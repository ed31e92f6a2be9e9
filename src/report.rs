/// serializable views of computed schedules
use chrono::NaiveDate;
use serde::{Deserialize, Serialize};

use crate::batch::{BatchReport, PortfolioSummary};
use crate::decimal::{Money, Rate};
use crate::schedule::{Period, RowKind, Schedule};
use crate::types::ScheduleStatus;

/// one schedule row with its label rendered as text
#[derive(Debug, Serialize, Deserialize)]
pub struct PeriodView {
    pub label: String,
    pub kind: RowKind,
    pub start_date: NaiveDate,
    pub end_date: NaiveDate,
    pub opening_principal: Money,
    pub days: i64,
    pub due_principal: Money,
    pub due_interest: Money,
    pub paid_principal: Money,
    pub paid_interest: Money,
    pub cumulative_unpaid_principal: Money,
    pub cumulative_unpaid_interest: Money,
    pub compound: AccrualView,
    pub penalty: AccrualView,
    pub overdue_interest: Money,
    pub paid_overdue_interest: Money,
    pub unpaid_overdue_interest: Money,
    pub previous_row: Option<usize>,
}

/// interest accrued on a basis over a dated window
#[derive(Debug, Serialize, Deserialize)]
pub struct AccrualView {
    pub basis: Money,
    pub rate: Rate,
    pub start: NaiveDate,
    pub end: NaiveDate,
    pub days: i64,
    pub amount: Money,
}

impl PeriodView {
    pub fn from_period(period: &Period) -> Self {
        PeriodView {
            label: period.label.to_string(),
            kind: period.kind,
            start_date: period.start_date,
            end_date: period.end_date,
            opening_principal: period.opening_principal.round_half_up(2),
            days: period.due_days,
            due_principal: period.due_principal.round_half_up(2),
            due_interest: period.due_interest.round_half_up(2),
            paid_principal: period.paid_principal,
            paid_interest: period.paid_interest,
            cumulative_unpaid_principal: period.cumulative_unpaid_principal.round_half_up(2),
            cumulative_unpaid_interest: period.cumulative_unpaid_interest.round_half_up(2),
            compound: AccrualView {
                basis: period.current_unpaid_interest.round_half_up(2),
                rate: period.compound_window.rate,
                start: period.compound_window.start,
                end: period.compound_window.end,
                days: period.compound_window.days,
                amount: period.compound_interest.round_half_up(2),
            },
            penalty: AccrualView {
                basis: period.current_unpaid_principal.round_half_up(2),
                rate: period.penalty_window.rate,
                start: period.penalty_window.start,
                end: period.penalty_window.end,
                days: period.penalty_window.days,
                amount: period.penalty_interest.round_half_up(2),
            },
            overdue_interest: period.overdue_interest.round_half_up(2),
            paid_overdue_interest: period.paid_overdue_interest,
            unpaid_overdue_interest: period.unpaid_overdue_interest.round_half_up(2),
            previous_row: period.refs.previous,
        }
    }
}

/// amounts a claim is made for
#[derive(Debug, Serialize, Deserialize)]
pub struct PayoffView {
    pub arrears_principal: Money,
    pub arrears_interest: Money,
    pub compound: Money,
    pub penalty: Money,
    pub total: Money,
    pub principal_and_interest: Money,
    pub unpaid_overdue: Money,
}

/// serializable view of one schedule
#[derive(Debug, Serialize, Deserialize)]
pub struct ScheduleView {
    pub status: ScheduleStatus,
    pub periods: Vec<PeriodView>,
    pub totals: PeriodTotalsView,
    pub payoff: PayoffView,
}

#[derive(Debug, Serialize, Deserialize)]
pub struct PeriodTotalsView {
    pub due_interest: Money,
    pub paid_principal: Money,
    pub paid_interest: Money,
    pub compound_interest: Money,
    pub penalty_interest: Money,
    pub overdue_interest: Money,
    pub paid_overdue_interest: Money,
    pub unpaid_overdue_interest: Money,
}

impl ScheduleView {
    pub fn from_schedule(schedule: &Schedule) -> Self {
        let totals = &schedule.totals;
        let payoff = &schedule.payoff;
        ScheduleView {
            status: schedule.status,
            periods: schedule.periods.iter().map(PeriodView::from_period).collect(),
            totals: PeriodTotalsView {
                due_interest: totals.due_interest.round_half_up(2),
                paid_principal: totals.paid_principal,
                paid_interest: totals.paid_interest,
                compound_interest: totals.compound_interest.round_half_up(2),
                penalty_interest: totals.penalty_interest.round_half_up(2),
                overdue_interest: totals.overdue_interest.round_half_up(2),
                paid_overdue_interest: totals.paid_overdue_interest,
                unpaid_overdue_interest: totals.unpaid_overdue_interest.round_half_up(2),
            },
            payoff: PayoffView {
                arrears_principal: payoff.arrears_principal.round_half_up(2),
                arrears_interest: payoff.arrears_interest.round_half_up(2),
                compound: payoff.compound.round_half_up(2),
                penalty: payoff.penalty.round_half_up(2),
                total: payoff.total.round_half_up(2),
                principal_and_interest: payoff.principal_and_interest.round_half_up(2),
                unpaid_overdue: payoff.unpaid_overdue.round_half_up(2),
            },
        }
    }

    /// convert to pretty-printed json string
    pub fn to_json_pretty(&self) -> Result<String, serde_json::Error> {
        serde_json::to_string_pretty(self)
    }
}

/// a failed group, with the error rendered as text
#[derive(Debug, Serialize, Deserialize)]
pub struct FailureView {
    pub number: usize,
    pub name: String,
    pub category: String,
    pub message: String,
}

/// serializable view of a whole batch
#[derive(Debug, Serialize, Deserialize)]
pub struct PortfolioView {
    pub summary: PortfolioSummary,
    pub groups: Vec<GroupView>,
    pub failures: Vec<FailureView>,
}

#[derive(Debug, Serialize, Deserialize)]
pub struct GroupView {
    pub number: usize,
    pub name: String,
    pub schedule: ScheduleView,
}

impl PortfolioView {
    pub fn from_report(report: &BatchReport, as_of: NaiveDate) -> Self {
        PortfolioView {
            summary: report.summary(as_of),
            groups: report
                .schedules
                .iter()
                .map(|g| GroupView {
                    number: g.index + 1,
                    name: g.name.clone(),
                    schedule: ScheduleView::from_schedule(&g.schedule),
                })
                .collect(),
            failures: report
                .failures
                .iter()
                .map(|f| FailureView {
                    number: f.index + 1,
                    name: f.name.clone(),
                    category: format!("{:?}", f.error.kind()),
                    message: f.error.to_string(),
                })
                .collect(),
        }
    }

    /// convert to pretty-printed json string
    pub fn to_json_pretty(&self) -> Result<String, serde_json::Error> {
        serde_json::to_string_pretty(self)
    }
}
use crate::config::LoanTerms;
use crate::errors::Result;
use crate::events::EventStore;
use crate::schedule::{Period, PeriodLabel, RowKind, ScheduleDraft};
use crate::types::ScheduleStatus;

/// build the opening row, the optional grace row and one row per billing cycle.
///
/// Generation stops at the first boundary reaching maturity (when the loan has matured by the
/// as-of date) or reaching the as-of date, clamping that row's end. No generated row ends
/// after `min(maturity, as_of)`.
pub fn generate(terms: &LoanTerms) -> Result<ScheduleDraft> {
    let mut periods = Vec::with_capacity(terms.cycle_count() as usize + 2);

    let mut opening = Period::new(PeriodLabel::Opening, RowKind::Opening, 0, terms.start_date, terms.start_date);
    opening.opening_principal = terms.principal;
    periods.push(opening);

    let limit = terms.maturity_date.min(terms.as_of);
    let grace = terms.grace_cycles();
    let mut last_end = terms.start_date;

    if grace > 0 {
        let end = terms.boundary(grace)?.min(limit);
        let label = if grace == 1 {
            PeriodLabel::Cycle(1)
        } else {
            PeriodLabel::Range(1, grace)
        };
        tracing::debug!(label = %label, start = %last_end, end = %end, "grace row");
        periods.push(Period::new(label, RowKind::Grace, grace, last_end, end));
        last_end = end;
    }

    let cycles = terms.cycle_count();
    let mut status = ScheduleStatus::Matured;

    for n in (grace + 1)..=cycles {
        let boundary = terms.boundary(n)?;

        let (end, stop) = if boundary >= terms.maturity_date && terms.matures_by_as_of() {
            tracing::debug!(cycle = n, boundary = %boundary, "boundary reaches maturity, clamped");
            (terms.maturity_date, Some(ScheduleStatus::Matured))
        } else if boundary >= terms.as_of {
            tracing::debug!(cycle = n, boundary = %boundary, "boundary reaches as-of date, clamped");
            (terms.as_of, Some(ScheduleStatus::Open))
        } else {
            (boundary, None)
        };

        periods.push(Period::new(PeriodLabel::Cycle(n), RowKind::Regular, n, last_end, end));
        last_end = end;

        if let Some(stop) = stop {
            status = stop;
            break;
        }
    }

    tracing::debug!(rows = periods.len(), status = ?status, "periods generated");

    Ok(ScheduleDraft {
        status,
        periods,
        overdue: Vec::new(),
        events: EventStore::new(),
    })
}

#[cfg(test)]
mod tests {
    use super::*;
    use crate::decimal::{Money, Rate};
    use crate::types::{FirstCycle, RepaymentMethod};
    use chrono::NaiveDate;

    fn date(y: i32, m: u32, d: u32) -> NaiveDate {
        NaiveDate::from_ymd_opt(y, m, d).unwrap()
    }

    fn terms(method: RepaymentMethod, as_of: NaiveDate) -> LoanTerms {
        LoanTerms::builder()
            .principal(Money::from_major(100_000))
            .nominal_rate(Rate::from_percentage(12))
            .overdue_rate(Rate::from_percentage(18))
            .term_count(12)
            .start_date(date(2024, 1, 21))
            .maturity_date(date(2025, 1, 21))
            .repayment_method(method)
            .as_of(as_of)
            .build()
            .unwrap()
    }

    fn assert_contiguous(periods: &[Period]) {
        for pair in periods.windows(2) {
            assert_eq!(pair[1].start_date, pair[0].end_date);
        }
    }

    #[test]
    fn test_open_schedule_clamps_to_as_of() {
        let draft = generate(&terms(RepaymentMethod::InterestOnly, date(2024, 7, 21))).unwrap();

        assert_eq!(draft.status, ScheduleStatus::Open);
        assert_eq!(draft.periods.len(), 7);
        assert_eq!(draft.periods[0].kind, RowKind::Opening);
        assert_eq!(draft.periods[0].opening_principal, Money::from_major(100_000));
        assert_eq!(draft.periods[6].label, PeriodLabel::Cycle(6));
        assert_eq!(draft.periods[6].end_date, date(2024, 7, 21));
        assert_contiguous(&draft.periods);
    }

    #[test]
    fn test_mid_cycle_as_of() {
        let draft = generate(&terms(RepaymentMethod::EqualPrincipal, date(2024, 7, 3))).unwrap();

        assert_eq!(draft.status, ScheduleStatus::Open);
        let last = draft.periods.last().unwrap();
        assert_eq!(last.label, PeriodLabel::Cycle(6));
        assert_eq!(last.start_date, date(2024, 6, 21));
        assert_eq!(last.end_date, date(2024, 7, 3));
    }

    #[test]
    fn test_matured_schedule_runs_all_cycles() {
        let draft = generate(&terms(RepaymentMethod::EqualInstallment, date(2025, 3, 1))).unwrap();

        assert_eq!(draft.status, ScheduleStatus::Matured);
        assert_eq!(draft.periods.len(), 13);
        assert_eq!(draft.periods[12].end_date, date(2025, 1, 21));
        assert_contiguous(&draft.periods);
    }

    #[test]
    fn test_grace_row_collapses_early_cycles() {
        let mut t = terms(RepaymentMethod::InterestOnly, date(2025, 3, 1));
        t.early_repayment_term_count = 3;
        let draft = generate(&t).unwrap();

        assert_eq!(draft.periods[1].kind, RowKind::Grace);
        assert_eq!(draft.periods[1].label, PeriodLabel::Range(1, 3));
        assert_eq!(draft.periods[1].end_date, date(2024, 4, 21));
        assert_eq!(draft.periods[2].label, PeriodLabel::Cycle(4));
        // opening + grace + cycles 4..=12
        assert_eq!(draft.periods.len(), 11);
        assert_contiguous(&draft.periods);
    }

    #[test]
    fn test_early_count_ignored_for_amortizing_generation() {
        let mut t = terms(RepaymentMethod::EqualPrincipal, date(2025, 3, 1));
        t.early_repayment_term_count = 3;
        let draft = generate(&t).unwrap();

        assert!(draft.periods.iter().all(|p| p.kind != RowKind::Grace));
        assert_eq!(draft.periods.len(), 13);
    }

    #[test]
    fn test_stub_first_cycle_adds_a_cycle() {
        let mut t = terms(RepaymentMethod::EqualPrincipal, date(2025, 3, 1));
        t.start_date = date(2024, 1, 10);
        t.maturity_date = date(2025, 1, 21);
        t.first_cycle = FirstCycle::Stub;
        let draft = generate(&t).unwrap();

        assert_eq!(draft.periods[1].end_date, date(2024, 1, 21));
        assert_eq!(draft.periods.len(), 14);
        assert_eq!(draft.periods[13].label, PeriodLabel::Cycle(13));
        assert_eq!(draft.periods[13].end_date, date(2025, 1, 21));
    }

    #[test]
    fn test_extended_first_cycle_clamps_at_maturity() {
        let mut t = terms(RepaymentMethod::InterestOnly, date(2025, 3, 1));
        t.start_date = date(2024, 1, 25);
        t.maturity_date = date(2025, 1, 25);
        let draft = generate(&t).unwrap();

        assert_eq!(draft.periods[1].end_date, date(2024, 3, 21));
        let last = draft.periods.last().unwrap();
        assert_eq!(last.label, PeriodLabel::Cycle(12));
        assert_eq!(last.start_date, date(2025, 1, 21));
        assert_eq!(last.end_date, date(2025, 1, 25));
        assert_eq!(draft.status, ScheduleStatus::Matured);
    }

    #[test]
    fn test_no_row_beyond_maturity_or_as_of() {
        for as_of in [date(2024, 2, 1), date(2024, 9, 30), date(2025, 1, 21), date(2026, 1, 1)] {
            let t = terms(RepaymentMethod::InterestOnly, as_of);
            let limit = t.maturity_date.min(as_of);
            let draft = generate(&t).unwrap();
            assert!(draft.periods.iter().all(|p| p.end_date <= limit));
        }
    }
}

________________

● Task prompt:
Go through the records and pull out each line that includes the word "pair".

● Response:
        for pair in periods.windows(2) {
            assert_eq!(pair[1].start_date, pair[0].end_date);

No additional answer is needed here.